PROMPT - Every record here must be set down once more, precisely as it reads.

################

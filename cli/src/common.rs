// SPDX-FileCopyrightText: 2026 Kent Gibson <warthog618@gmail.com>
//
// SPDX-License-Identifier: Apache-2.0 OR MIT

use anyhow::{Context, Result};
use clap::Parser;
use gpiocdev::chip::{is_chip, Chip};
use gpiocdev::line::Offset;
use gpiocdev_squarewave::{LineOptions, OutputLine};
use log::debug;
use std::path::PathBuf;
use std::time::Duration;

// common helper functions

fn chip_path_from_id(id: &str) -> PathBuf {
    if id.chars().all(char::is_numeric) {
        // from number
        return format!("/dev/gpiochip{id}").into();
    }
    if !id.chars().any(|x| x == '/') {
        // from name
        let mut p: PathBuf = "/dev".into();
        p.push(id);
        return p;
    }
    // from raw path
    id.into()
}

pub fn chip_lookup_from_id(id: &str) -> Result<PathBuf> {
    is_chip(chip_path_from_id(id))
        .with_context(|| format!("cannot find GPIO chip character device '{id}'"))
}

pub fn emit_error(verbosity: u8, e: &anyhow::Error) {
    if verbosity > 0 {
        eprintln!("{e:#}");
    } else {
        eprintln!("{e}");
    }
}

#[derive(Debug, Eq, PartialEq, thiserror::Error)]
pub enum ParseError {
    #[error("'{0}' unknown units - use 's', 'ms' or 'us'.")]
    DurationUnits(String),
    #[error("'{0}' unknown units - use 'Hz' or 'kHz'.")]
    FrequencyUnits(String),
    #[error("'{0}' must start with a digit")]
    NoDigits(String),
    #[error("'{0}' {1}")]
    ParseInt(String, std::num::ParseIntError),
    #[error("'{0}' {1}")]
    ParseFloat(String, std::num::ParseFloatError),
}

// split a value into its leading number and trailing units
fn split_units(s: &str) -> Result<(&str, &str), ParseError> {
    match s.find(|c: char| !(c.is_ascii_digit() || c == '.')) {
        Some(0) => Err(ParseError::NoDigits(s.into())),
        Some(n) => Ok(s.split_at(n)),
        None => Ok((s, "")),
    }
}

/// Parse a period, taken as milliseconds unless units are provided.
pub fn parse_duration(s: &str) -> std::result::Result<Duration, ParseError> {
    let (num, units) = split_units(s)?;
    let t = num
        .parse::<u64>()
        .map_err(|e| ParseError::ParseInt(num.into(), e))?;
    Ok(match units {
        "" | "ms" => Duration::from_millis(t),
        "us" => Duration::from_micros(t),
        "s" => Duration::from_secs(t),
        _ => return Err(ParseError::DurationUnits(s.into())),
    })
}

/// Parse a length of time in seconds, with optional 's' or 'ms' units.
pub fn parse_seconds(s: &str) -> std::result::Result<f64, ParseError> {
    let (num, units) = split_units(s)?;
    let t = num
        .parse::<f64>()
        .map_err(|e| ParseError::ParseFloat(num.into(), e))?;
    Ok(match units {
        "" | "s" => t,
        "ms" => t / 1000.0,
        _ => return Err(ParseError::DurationUnits(s.into())),
    })
}

/// Parse a frequency in Hz, with optional 'Hz' or 'kHz' units.
pub fn parse_frequency(s: &str) -> std::result::Result<f64, ParseError> {
    let (num, units) = split_units(s)?;
    let f = num
        .parse::<f64>()
        .map_err(|e| ParseError::ParseFloat(num.into(), e))?;
    Ok(match units.to_ascii_lowercase().as_str() {
        "" | "hz" => f,
        "khz" => f * 1000.0,
        _ => return Err(ParseError::FrequencyUnits(s.into())),
    })
}

// common command line parser options

#[derive(Debug, Parser)]
/// Options to select and request the output line.
pub struct LineOpts {
    /// The line to drive
    ///
    /// Identified by offset if --chip is provided and the line parses as
    /// an offset, else by name.
    #[arg(name = "line")]
    pub line: String,

    /// Restrict scope to the lines on this chip
    ///
    /// If not specified then the named line is searched for on all chips in the system.
    ///
    /// The chip may be identified by number, name, or path.
    /// e.g. the following all select the same chip:
    ///     --chip 0
    ///     --chip gpiochip0
    ///     --chip /dev/gpiochip0
    #[arg(short, long, value_name = "chip", env = "SQUAREWAVE_CHIP", verbatim_doc_comment)]
    pub chip: Option<String>,

    /// The line is strictly identified by name
    #[arg(long)]
    pub by_name: bool,

    /// Treat the line as active-low
    #[arg(short = 'l', long)]
    pub active_low: bool,

    /// The consumer label applied to the requested line.
    #[arg(long, name = "consumer", default_value = gpiocdev_squarewave::pin::DEFAULT_CONSUMER)]
    pub consumer: String,
}

impl LineOpts {
    fn line_options(&self) -> LineOptions {
        LineOptions {
            consumer: self.consumer.clone(),
            active_low: self.active_low,
        }
    }

    fn offset(&self) -> Option<Offset> {
        if self.by_name {
            return None;
        }
        self.line.parse::<Offset>().ok()
    }

    /// Request the selected line as an output.
    pub fn request(&self) -> Result<OutputLine> {
        let opts = self.line_options();
        let Some(chip_id) = &self.chip else {
            debug!("searching all chips for line '{}'", self.line);
            return OutputLine::from_name(&self.line, &opts)
                .with_context(|| format!("unable to request line '{}'", self.line));
        };
        let path = chip_lookup_from_id(chip_id)?;
        let offset = match self.offset() {
            Some(offset) => offset,
            None => {
                let chip = Chip::from_path(&path)
                    .with_context(|| format!("unable to open chip '{}'", path.display()))?;
                chip.find_line_info(&self.line)
                    .with_context(|| format!("cannot find line '{}' on {chip_id}", self.line))?
                    .offset
            }
        };
        debug!("requesting line {offset} on {}", path.display());
        OutputLine::with_options(&path, offset, &opts).with_context(|| {
            format!(
                "unable to request line {offset} on '{}' as output",
                path.display()
            )
        })
    }
}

################

RESPONSE TO THIS EXERCISE -
filename cli/src/common.rs
// SPDX-FileCopyrightText: 2026 Kent Gibson <warthog618@gmail.com>
//
// SPDX-License-Identifier: Apache-2.0 OR MIT

use anyhow::{Context, Result};
use clap::Parser;
use gpiocdev::chip::{is_chip, Chip};
use gpiocdev::line::Offset;
use gpiocdev_squarewave::{LineOptions, OutputLine};
use log::debug;
use std::path::PathBuf;
use std::time::Duration;

// common helper functions

fn chip_path_from_id(id: &str) -> PathBuf {
    if id.chars().all(char::is_numeric) {
        // from number
        return format!("/dev/gpiochip{id}").into();
    }
    if !id.chars().any(|x| x == '/') {
        // from name
        let mut p: PathBuf = "/dev".into();
        p.push(id);
        return p;
    }
    // from raw path
    id.into()
}

pub fn chip_lookup_from_id(id: &str) -> Result<PathBuf> {
    is_chip(chip_path_from_id(id))
        .with_context(|| format!("cannot find GPIO chip character device '{id}'"))
}

pub fn emit_error(verbosity: u8, e: &anyhow::Error) {
    if verbosity > 0 {
        eprintln!("{e:#}");
    } else {
        eprintln!("{e}");
    }
}

#[derive(Debug, Eq, PartialEq, thiserror::Error)]
pub enum ParseError {
    #[error("'{0}' unknown units - use 's', 'ms' or 'us'.")]
    DurationUnits(String),
    #[error("'{0}' unknown units - use 'Hz' or 'kHz'.")]
    FrequencyUnits(String),
    #[error("'{0}' must start with a digit")]
    NoDigits(String),
    #[error("'{0}' {1}")]
    ParseInt(String, std::num::ParseIntError),
    #[error("'{0}' {1}")]
    ParseFloat(String, std::num::ParseFloatError),
}

// split a value into its leading number and trailing units
fn split_units(s: &str) -> Result<(&str, &str), ParseError> {
    match s.find(|c: char| !(c.is_ascii_digit() || c == '.')) {
        Some(0) => Err(ParseError::NoDigits(s.into())),
        Some(n) => Ok(s.split_at(n)),
        None => Ok((s, "")),
    }
}

/// Parse a period, taken as milliseconds unless units are provided.
pub fn parse_duration(s: &str) -> std::result::Result<Duration, ParseError> {
    let (num, units) = split_units(s)?;
    let t = num
        .parse::<u64>()
        .map_err(|e| ParseError::ParseInt(num.into(), e))?;
    Ok(match units {
        "" | "ms" => Duration::from_millis(t),
        "us" => Duration::from_micros(t),
        "s" => Duration::from_secs(t),
        _ => return Err(ParseError::DurationUnits(s.into())),
    })
}

/// Parse a length of time in seconds, with optional 's' or 'ms' units.
pub fn parse_seconds(s: &str) -> std::result::Result<f64, ParseError> {
    let (num, units) = split_units(s)?;
    let t = num
        .parse::<f64>()
        .map_err(|e| ParseError::ParseFloat(num.into(), e))?;
    Ok(match units {
        "" | "s" => t,
        "ms" => t / 1000.0,
        _ => return Err(ParseError::DurationUnits(s.into())),
    })
}

/// Parse a frequency in Hz, with optional 'Hz' or 'kHz' units.
pub fn parse_frequency(s: &str) -> std::result::Result<f64, ParseError> {
    let (num, units) = split_units(s)?;
    let f = num
        .parse::<f64>()
        .map_err(|e| ParseError::ParseFloat(num.into(), e))?;
    Ok(match units.to_ascii_lowercase().as_str() {
        "" | "hz" => f,
        "khz" => f * 1000.0,
        _ => return Err(ParseError::FrequencyUnits(s.into())),
    })
}

// common command line parser options

#[derive(Debug, Parser)]
/// Options to select and request the output line.
pub struct LineOpts {
    /// The line to drive
    ///
    /// Identified by offset if --chip is provided and the line parses as
    /// an offset, else by name.
    #[arg(name = "line")]
    pub line: String,

    /// Restrict scope to the lines on this chip
    ///
    /// If not specified then the named line is searched for on all chips in the system.
    ///
    /// The chip may be identified by number, name, or path.
    /// e.g. the following all select the same chip:
    ///     --chip 0
    ///     --chip gpiochip0
    ///     --chip /dev/gpiochip0
    #[arg(short, long, value_name = "chip", env = "SQUAREWAVE_CHIP", verbatim_doc_comment)]
    pub chip: Option<String>,

    /// The line is strictly identified by name
    #[arg(long)]
    pub by_name: bool,

    /// Treat the line as active-low
    #[arg(short = 'l', long)]
    pub active_low: bool,

    /// The consumer label applied to the requested line.
    #[arg(long, name = "consumer", default_value = gpiocdev_squarewave::pin::DEFAULT_CONSUMER)]
    pub consumer: String,
}

impl LineOpts {
    fn line_options(&self) -> LineOptions {
        LineOptions {
            consumer: self.consumer.clone(),
            active_low: self.active_low,
        }
    }

    fn offset(&self) -> Option<Offset> {
        if self.by_name {
            return None;
        }
        self.line.parse::<Offset>().ok()
    }

    /// Request the selected line as an output.
    pub fn request(&self) -> Result<OutputLine> {
        let opts = self.line_options();
        let Some(chip_id) = &self.chip else {
            debug!("searching all chips for line '{}'", self.line);
            return OutputLine::from_name(&self.line, &opts)
                .with_context(|| format!("unable to request line '{}'", self.line));
        };
        let path = chip_lookup_from_id(chip_id)?;
        let offset = match self.offset() {
            Some(offset) => offset,
            None => {
                let chip = Chip::from_path(&path)
                    .with_context(|| format!("unable to open chip '{}'", path.display()))?;
                chip.find_line_info(&self.line)
                    .with_context(|| format!("cannot find line '{}' on {chip_id}", self.line))?
                    .offset
            }
        };
        debug!("requesting line {offset} on {}", path.display());
        OutputLine::with_options(&path, offset, &opts).with_context(|| {
            format!(
                "unable to request line {offset} on '{}' as output",
                path.display()
            )
        })
    }
}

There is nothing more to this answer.